Nunca imaginamos que en nombre de la izquierda se diera el golpe más artero a nuestra Constitución. Que desde esa palestra se atacaran los principios fundamentales de la democracia, las libertades y los derechos humanos. En los últimos días, amparados en una mayoría artificial, se ha modificado sustancialmente nuestro régimen político y la deriva autoritaria se está convirtiendo en realidad. No hay nada en la votación emitida el dos de junio que apunte a ninguna clase de supremacía. Pero la ambición por detentar el poder a toda costa ha llevado al oficialismo a modificar aspectos de nuestra Carta Magna que parecían avances irreversibles y que fueron producto también de la batalla que por décadas se dio en contra de un régimen autoritario, que concentraba el poder con el argumento de que eso era lo que le convenía a México. Ya no sólo hablamos del ataque al poder judicial y del grotesco espectáculo en el que se afilaron las guillotinas para cortar la cabeza de cientos de jueces y magistrados sin que tuvieran derecho a la mínima defensa, al debido proceso y al respeto a sus prerrogativas laborales.
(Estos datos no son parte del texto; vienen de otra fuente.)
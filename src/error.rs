//! Error types for the dependency injection container.

use std::error::Error;
use std::fmt;
use std::ops::Deref;
use std::sync::Arc;

use thiserror::Error;

/// Boxed error accepted from fallible constructors.
pub type BoxError = Box<dyn Error + Send + Sync + 'static>;

/// Shared failure payload carried by [`DiError::Constructor`].
///
/// Derefs to the constructor's original error, so `downcast_ref` reaches the
/// concrete type. Cloning shares the same error value.
///
/// ```rust
/// use ferrous_wire::Cause;
///
/// let cause = Cause::new(std::fmt::Error);
/// assert!(cause.downcast_ref::<std::fmt::Error>().is_some());
/// ```
#[derive(Clone)]
pub struct Cause(Arc<dyn Error + Send + Sync + 'static>);

impl Cause {
    /// Wraps a constructor error.
    pub fn new(error: impl Into<BoxError>) -> Self {
        Cause(Arc::from(error.into()))
    }
}

impl From<BoxError> for Cause {
    fn from(error: BoxError) -> Self {
        Cause(Arc::from(error))
    }
}

impl Deref for Cause {
    type Target = dyn Error + Send + Sync + 'static;

    fn deref(&self) -> &Self::Target {
        &*self.0
    }
}

impl fmt::Debug for Cause {
    fn fmt(&self, f: &mut fmt::Formatter<'_>) -> fmt::Result {
        fmt::Debug::fmt(&*self.0, f)
    }
}

impl fmt::Display for Cause {
    fn fmt(&self, f: &mut fmt::Formatter<'_>) -> fmt::Result {
        fmt::Display::fmt(&*self.0, f)
    }
}

/// Dependency injection errors
///
/// Represents the error conditions that can occur while registering
/// constructors or resolving a dependency graph.
///
/// # Examples
///
/// ```rust
/// use ferrous_wire::{Container, DiError};
/// use std::sync::Arc;
///
/// struct Config;
///
/// let container = Container::new();
/// match container.invoke(|_: Arc<Config>| ()) {
///     Err(DiError::ProviderNotFound(type_name)) => {
///         assert!(type_name.ends_with("Config"));
///     }
///     _ => unreachable!(),
/// }
/// ```
///
/// ```rust
/// use ferrous_wire::DiError;
///
/// let circular = DiError::Circular(vec!["ServiceA", "ServiceB", "ServiceA"]);
/// assert_eq!(
///     circular.to_string(),
///     "Circular dependency: ServiceA -> ServiceB -> ServiceA"
/// );
/// ```
#[derive(Debug, Clone, Error)]
pub enum DiError {
    /// A value handed to the container as a constructor or target is not invocable
    #[error("Not a constructor: {0}")]
    NotAConstructor(&'static str),
    /// Another constructor already provides this type
    #[error("Duplicate provider for: {0}")]
    DuplicateProvider(&'static str),
    /// A constructor declared a `Result` as something it provides
    #[error("Result cannot be provided: {0} (register fallible constructors with try_provide)")]
    ResultOutput(&'static str),
    /// No constructor is registered for this type
    #[error("Provider not found: {0}")]
    ProviderNotFound(&'static str),
    /// The constructor for `type_name` returned its failure indicator
    #[error("Constructor for {type_name} failed: {cause}")]
    Constructor {
        /// Type whose resolution triggered the failing constructor
        type_name: &'static str,
        /// The constructor's error, unchanged
        #[source]
        cause: Cause,
    },
    /// Circular dependency detected (includes path)
    #[error("Circular dependency: {}", .0.join(" -> "))]
    Circular(Vec<&'static str>),
    /// Maximum recursion depth exceeded
    #[error("Max depth {0} exceeded")]
    DepthExceeded(usize),
    /// A type-erased value did not have the declared type
    #[error("Type mismatch for: {0}")]
    TypeMismatch(&'static str),
    /// Configuration value could not be parsed
    #[error("Invalid configuration: {0}")]
    InvalidConfig(String),
    /// Dependency graph could not be serialized
    #[error("Graph export failed: {0}")]
    Export(String),
}

impl DiError {
    /// Builds a [`DiError::Constructor`] from any constructor error.
    pub fn constructor(type_name: &'static str, cause: impl Into<BoxError>) -> Self {
        DiError::Constructor {
            type_name,
            cause: Cause::new(cause),
        }
    }

    /// Returns the type name this error refers to, when it names one.
    pub fn type_name(&self) -> Option<&'static str> {
        match self {
            DiError::NotAConstructor(name)
            | DiError::DuplicateProvider(name)
            | DiError::ProviderNotFound(name)
            | DiError::ResultOutput(name)
            | DiError::TypeMismatch(name) => Some(*name),
            DiError::Constructor { type_name, .. } => Some(*type_name),
            _ => None,
        }
    }
}

/// Result type for DI operations
///
/// A convenience type alias for `Result<T, DiError>` used throughout ferrous-wire.
///
/// # Examples
///
/// ```rust
/// use ferrous_wire::{DiResult, DiError};
///
/// fn failing_operation() -> DiResult<()> {
///     Err(DiError::ProviderNotFound("some_service"))
/// }
///
/// assert!(failing_operation().is_err());
/// ```
pub type DiResult<T> = Result<T, DiError>;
En la última oleada se destruyó, además de la separación de poderes, la posibilidad de controvertir decisiones del Congreso que pueden significar un retroceso en nuestro estatuto democrático, en la defensa de las minorías, o en los derechos de las mujeres, por citar algunos ejemplos. En una calculada maniobra fingieron que se modificaría el artículo primero de nuestra Carta Magna, para aparentemente recular y avanzar, al amparo de la noche, en un asalto a la razón, al derecho y a la democracia. México, el pionero en materia de amparo, se convirtió así en el país en el que se le dio un golpe en el corazón a tan importante instrumento. En nombre del pueblo se le expropiaron derechos conquistados y se retrocedió en materia democrática. Porque no hay nada más preocupante que el poder Ejecutivo consulte al Legislativo lo que está obligado a litigar judicialmente y este último se erija en juez (abrogándose facultades que no tiene) y le diga a presidencia que cuando le plazca puede violar la ley. Porque es autoritario que un poder se erija como el único que puede tomar decisiones sin que ninguno otro pueda ponerle límites a sus desatinos o a reformas que atenten contra los principios básicos de la Constitución. Porque es profundamente regresivo que se introduzca la retroactividad para amarrarle las manos a la Corte e impedir con ello que se desestime una inconstitucional reforma que vulnera todo principio de imparcialidad y autonomía del poder judicial.

Todo ello comprensible para los priistas de viejo cuño que ahora se escudan en el morenismo. Pero sorprendente para quienes desde las filas de la izquierda fueron parte de esas luchas que a golpe de votos tumbaron al viejo régimen, hoy restaurado por una mayoría voraz. Hombres y mujeres que tomaron las calles, las tribunas y las urnas para avanzar en una democracia constitucional que hoy sin pudor pretenden derrumbar. Los supuestos herederos del 68 y del 88 no han tenido empacho en restaurar los rasgos autoritarios que tanto combatieron. Sólo que olvidan algo que la historia nos ha enseñado una y otra vez: los carniceros de hoy, serán las reses del mañana. Al tiempo.